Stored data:
______________________________
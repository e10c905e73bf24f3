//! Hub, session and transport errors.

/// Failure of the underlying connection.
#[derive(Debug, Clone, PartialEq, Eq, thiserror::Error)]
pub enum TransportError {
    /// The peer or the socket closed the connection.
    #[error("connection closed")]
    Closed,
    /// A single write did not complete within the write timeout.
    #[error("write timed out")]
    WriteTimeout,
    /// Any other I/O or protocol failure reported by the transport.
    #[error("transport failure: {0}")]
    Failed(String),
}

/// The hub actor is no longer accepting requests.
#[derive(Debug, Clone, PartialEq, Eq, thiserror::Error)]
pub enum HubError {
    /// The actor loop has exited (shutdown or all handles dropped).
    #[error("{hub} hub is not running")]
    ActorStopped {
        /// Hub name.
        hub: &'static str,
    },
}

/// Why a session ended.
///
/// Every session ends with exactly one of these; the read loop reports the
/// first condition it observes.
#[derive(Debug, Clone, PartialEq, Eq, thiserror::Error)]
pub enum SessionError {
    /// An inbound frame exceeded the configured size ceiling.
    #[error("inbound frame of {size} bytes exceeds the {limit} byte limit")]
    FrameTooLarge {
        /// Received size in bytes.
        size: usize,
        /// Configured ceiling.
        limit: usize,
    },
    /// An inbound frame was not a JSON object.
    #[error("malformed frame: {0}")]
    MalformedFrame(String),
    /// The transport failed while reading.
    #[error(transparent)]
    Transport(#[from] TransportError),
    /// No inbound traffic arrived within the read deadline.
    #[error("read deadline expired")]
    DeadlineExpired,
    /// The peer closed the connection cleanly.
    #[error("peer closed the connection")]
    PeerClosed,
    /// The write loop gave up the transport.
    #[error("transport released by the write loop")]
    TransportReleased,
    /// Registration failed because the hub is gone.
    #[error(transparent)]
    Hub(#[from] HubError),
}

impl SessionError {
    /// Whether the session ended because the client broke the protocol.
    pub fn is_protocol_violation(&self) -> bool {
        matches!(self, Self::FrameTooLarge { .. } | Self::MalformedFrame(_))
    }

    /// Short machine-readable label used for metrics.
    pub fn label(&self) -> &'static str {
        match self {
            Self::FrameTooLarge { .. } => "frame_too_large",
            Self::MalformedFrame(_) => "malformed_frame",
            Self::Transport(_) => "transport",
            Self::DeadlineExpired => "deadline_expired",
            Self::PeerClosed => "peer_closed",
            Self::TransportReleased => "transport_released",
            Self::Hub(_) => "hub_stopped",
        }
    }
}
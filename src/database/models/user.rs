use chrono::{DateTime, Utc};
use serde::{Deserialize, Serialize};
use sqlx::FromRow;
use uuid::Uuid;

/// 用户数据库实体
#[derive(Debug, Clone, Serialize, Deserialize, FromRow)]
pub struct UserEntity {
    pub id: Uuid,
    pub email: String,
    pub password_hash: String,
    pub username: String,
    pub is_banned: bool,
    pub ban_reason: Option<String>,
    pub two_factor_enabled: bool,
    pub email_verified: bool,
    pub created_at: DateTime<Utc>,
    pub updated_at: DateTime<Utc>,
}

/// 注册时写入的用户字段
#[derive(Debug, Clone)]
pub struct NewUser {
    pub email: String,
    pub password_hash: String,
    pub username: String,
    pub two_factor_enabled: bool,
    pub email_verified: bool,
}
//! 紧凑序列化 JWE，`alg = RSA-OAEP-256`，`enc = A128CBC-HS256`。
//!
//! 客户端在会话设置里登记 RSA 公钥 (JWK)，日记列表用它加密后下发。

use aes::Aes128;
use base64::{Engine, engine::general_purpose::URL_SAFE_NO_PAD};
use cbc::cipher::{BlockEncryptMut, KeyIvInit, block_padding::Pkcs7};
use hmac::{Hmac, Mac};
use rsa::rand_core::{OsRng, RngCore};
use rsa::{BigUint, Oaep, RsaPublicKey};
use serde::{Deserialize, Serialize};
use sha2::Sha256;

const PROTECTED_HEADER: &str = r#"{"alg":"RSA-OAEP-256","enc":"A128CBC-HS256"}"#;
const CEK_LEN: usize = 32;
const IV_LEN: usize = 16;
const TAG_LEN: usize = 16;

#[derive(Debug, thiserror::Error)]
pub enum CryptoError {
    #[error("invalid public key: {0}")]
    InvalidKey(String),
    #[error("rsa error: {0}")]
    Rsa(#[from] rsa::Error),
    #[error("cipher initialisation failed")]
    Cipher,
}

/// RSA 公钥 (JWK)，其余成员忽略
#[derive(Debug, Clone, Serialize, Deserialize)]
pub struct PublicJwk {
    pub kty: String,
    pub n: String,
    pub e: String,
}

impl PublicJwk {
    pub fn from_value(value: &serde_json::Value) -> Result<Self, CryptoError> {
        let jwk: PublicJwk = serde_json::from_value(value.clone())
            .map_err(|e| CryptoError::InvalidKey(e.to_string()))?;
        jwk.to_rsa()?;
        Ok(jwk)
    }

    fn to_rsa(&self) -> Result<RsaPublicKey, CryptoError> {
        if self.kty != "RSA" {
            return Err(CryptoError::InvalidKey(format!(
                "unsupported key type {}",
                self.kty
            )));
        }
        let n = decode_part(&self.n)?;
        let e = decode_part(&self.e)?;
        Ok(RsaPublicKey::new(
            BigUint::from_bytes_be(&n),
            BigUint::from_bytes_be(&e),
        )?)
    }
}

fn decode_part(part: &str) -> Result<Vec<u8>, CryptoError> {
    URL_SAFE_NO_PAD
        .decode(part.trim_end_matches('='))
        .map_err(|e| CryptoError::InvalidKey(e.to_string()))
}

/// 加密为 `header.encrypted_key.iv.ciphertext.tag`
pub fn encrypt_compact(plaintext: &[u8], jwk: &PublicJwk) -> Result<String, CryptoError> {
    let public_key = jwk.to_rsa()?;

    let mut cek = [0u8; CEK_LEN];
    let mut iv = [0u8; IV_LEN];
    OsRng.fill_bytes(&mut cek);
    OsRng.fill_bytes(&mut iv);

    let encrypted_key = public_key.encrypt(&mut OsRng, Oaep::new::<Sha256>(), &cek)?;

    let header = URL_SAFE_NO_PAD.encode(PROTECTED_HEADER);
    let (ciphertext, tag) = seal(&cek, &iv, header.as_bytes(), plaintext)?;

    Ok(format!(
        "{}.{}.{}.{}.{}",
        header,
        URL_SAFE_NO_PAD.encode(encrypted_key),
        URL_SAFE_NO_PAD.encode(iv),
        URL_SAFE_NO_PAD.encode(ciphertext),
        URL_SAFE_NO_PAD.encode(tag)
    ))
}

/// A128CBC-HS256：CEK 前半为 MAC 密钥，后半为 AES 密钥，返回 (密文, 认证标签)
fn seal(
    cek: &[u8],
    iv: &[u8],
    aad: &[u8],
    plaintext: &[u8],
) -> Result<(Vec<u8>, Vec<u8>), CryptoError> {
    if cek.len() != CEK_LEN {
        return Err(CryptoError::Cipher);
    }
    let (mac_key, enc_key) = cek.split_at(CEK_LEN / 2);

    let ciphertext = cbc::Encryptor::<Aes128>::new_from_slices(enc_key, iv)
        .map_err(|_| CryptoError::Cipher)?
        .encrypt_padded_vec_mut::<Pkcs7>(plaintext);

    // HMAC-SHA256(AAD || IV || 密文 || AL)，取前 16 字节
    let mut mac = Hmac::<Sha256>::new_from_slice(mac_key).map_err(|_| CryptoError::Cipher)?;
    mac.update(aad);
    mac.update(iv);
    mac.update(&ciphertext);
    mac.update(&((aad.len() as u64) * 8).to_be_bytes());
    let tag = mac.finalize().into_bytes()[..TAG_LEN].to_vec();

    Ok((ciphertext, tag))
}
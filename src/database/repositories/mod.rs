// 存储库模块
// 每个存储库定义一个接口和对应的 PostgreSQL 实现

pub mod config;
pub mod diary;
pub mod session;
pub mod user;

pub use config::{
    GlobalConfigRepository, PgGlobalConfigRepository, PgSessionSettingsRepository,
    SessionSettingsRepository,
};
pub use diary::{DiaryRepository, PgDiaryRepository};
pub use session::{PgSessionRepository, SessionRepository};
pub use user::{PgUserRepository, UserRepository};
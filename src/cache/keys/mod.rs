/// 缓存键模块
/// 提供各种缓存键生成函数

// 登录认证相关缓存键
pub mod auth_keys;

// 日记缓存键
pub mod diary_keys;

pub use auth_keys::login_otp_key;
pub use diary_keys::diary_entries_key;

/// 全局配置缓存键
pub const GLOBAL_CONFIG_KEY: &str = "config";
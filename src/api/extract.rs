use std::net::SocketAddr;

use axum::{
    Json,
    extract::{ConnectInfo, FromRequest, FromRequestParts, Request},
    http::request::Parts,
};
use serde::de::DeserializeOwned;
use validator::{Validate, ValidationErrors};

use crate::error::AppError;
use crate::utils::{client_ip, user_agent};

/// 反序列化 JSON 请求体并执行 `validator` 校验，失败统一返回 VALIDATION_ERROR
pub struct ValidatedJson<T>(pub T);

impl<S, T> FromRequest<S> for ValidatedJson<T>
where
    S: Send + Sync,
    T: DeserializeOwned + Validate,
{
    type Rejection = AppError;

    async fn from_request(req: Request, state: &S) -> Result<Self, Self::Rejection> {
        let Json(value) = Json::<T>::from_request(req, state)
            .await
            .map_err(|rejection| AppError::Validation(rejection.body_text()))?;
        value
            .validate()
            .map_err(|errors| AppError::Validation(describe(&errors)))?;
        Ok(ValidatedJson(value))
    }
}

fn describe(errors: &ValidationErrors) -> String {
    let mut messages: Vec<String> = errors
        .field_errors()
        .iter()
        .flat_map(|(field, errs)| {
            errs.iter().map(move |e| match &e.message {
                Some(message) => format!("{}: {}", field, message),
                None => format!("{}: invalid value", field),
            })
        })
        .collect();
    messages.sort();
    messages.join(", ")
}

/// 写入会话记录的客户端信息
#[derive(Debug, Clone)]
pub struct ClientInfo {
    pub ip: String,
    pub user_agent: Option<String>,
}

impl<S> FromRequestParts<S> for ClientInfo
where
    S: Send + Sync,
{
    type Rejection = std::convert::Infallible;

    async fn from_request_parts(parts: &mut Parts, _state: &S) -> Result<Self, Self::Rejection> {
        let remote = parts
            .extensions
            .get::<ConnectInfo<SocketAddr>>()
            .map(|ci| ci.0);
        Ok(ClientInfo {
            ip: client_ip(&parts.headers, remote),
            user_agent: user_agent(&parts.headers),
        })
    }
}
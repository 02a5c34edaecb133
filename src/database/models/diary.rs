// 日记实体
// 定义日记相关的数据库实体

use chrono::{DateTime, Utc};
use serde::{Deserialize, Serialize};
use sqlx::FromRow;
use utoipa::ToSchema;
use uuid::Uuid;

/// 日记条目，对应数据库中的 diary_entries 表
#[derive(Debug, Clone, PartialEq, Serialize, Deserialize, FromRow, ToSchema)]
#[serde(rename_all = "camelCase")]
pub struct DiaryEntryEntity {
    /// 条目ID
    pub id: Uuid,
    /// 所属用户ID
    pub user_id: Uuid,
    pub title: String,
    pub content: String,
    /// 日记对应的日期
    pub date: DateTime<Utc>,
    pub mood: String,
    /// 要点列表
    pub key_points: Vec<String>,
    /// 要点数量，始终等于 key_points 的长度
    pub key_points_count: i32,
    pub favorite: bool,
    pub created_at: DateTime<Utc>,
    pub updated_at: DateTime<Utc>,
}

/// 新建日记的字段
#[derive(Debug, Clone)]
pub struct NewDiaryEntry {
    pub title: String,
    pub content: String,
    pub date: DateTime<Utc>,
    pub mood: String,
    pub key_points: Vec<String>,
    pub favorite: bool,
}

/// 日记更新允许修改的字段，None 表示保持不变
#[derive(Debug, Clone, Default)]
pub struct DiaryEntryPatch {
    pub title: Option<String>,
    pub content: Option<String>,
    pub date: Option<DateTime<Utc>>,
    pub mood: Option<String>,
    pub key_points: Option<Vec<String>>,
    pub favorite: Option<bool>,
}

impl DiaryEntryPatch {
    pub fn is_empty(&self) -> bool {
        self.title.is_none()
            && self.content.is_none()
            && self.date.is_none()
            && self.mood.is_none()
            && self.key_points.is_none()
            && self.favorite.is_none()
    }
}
______________________________
## TASK ITEM
Wherever the string "inbound" appears in the entries above, list that line.

## SOLUTION TO THE EXERCISE
    /// An inbound frame exceeded the configured size ceiling.
    #[error("inbound frame of {size} bytes exceeds the {limit} byte limit")]
    /// An inbound frame was not a JSON object.
    /// No inbound traffic arrived within the read deadline.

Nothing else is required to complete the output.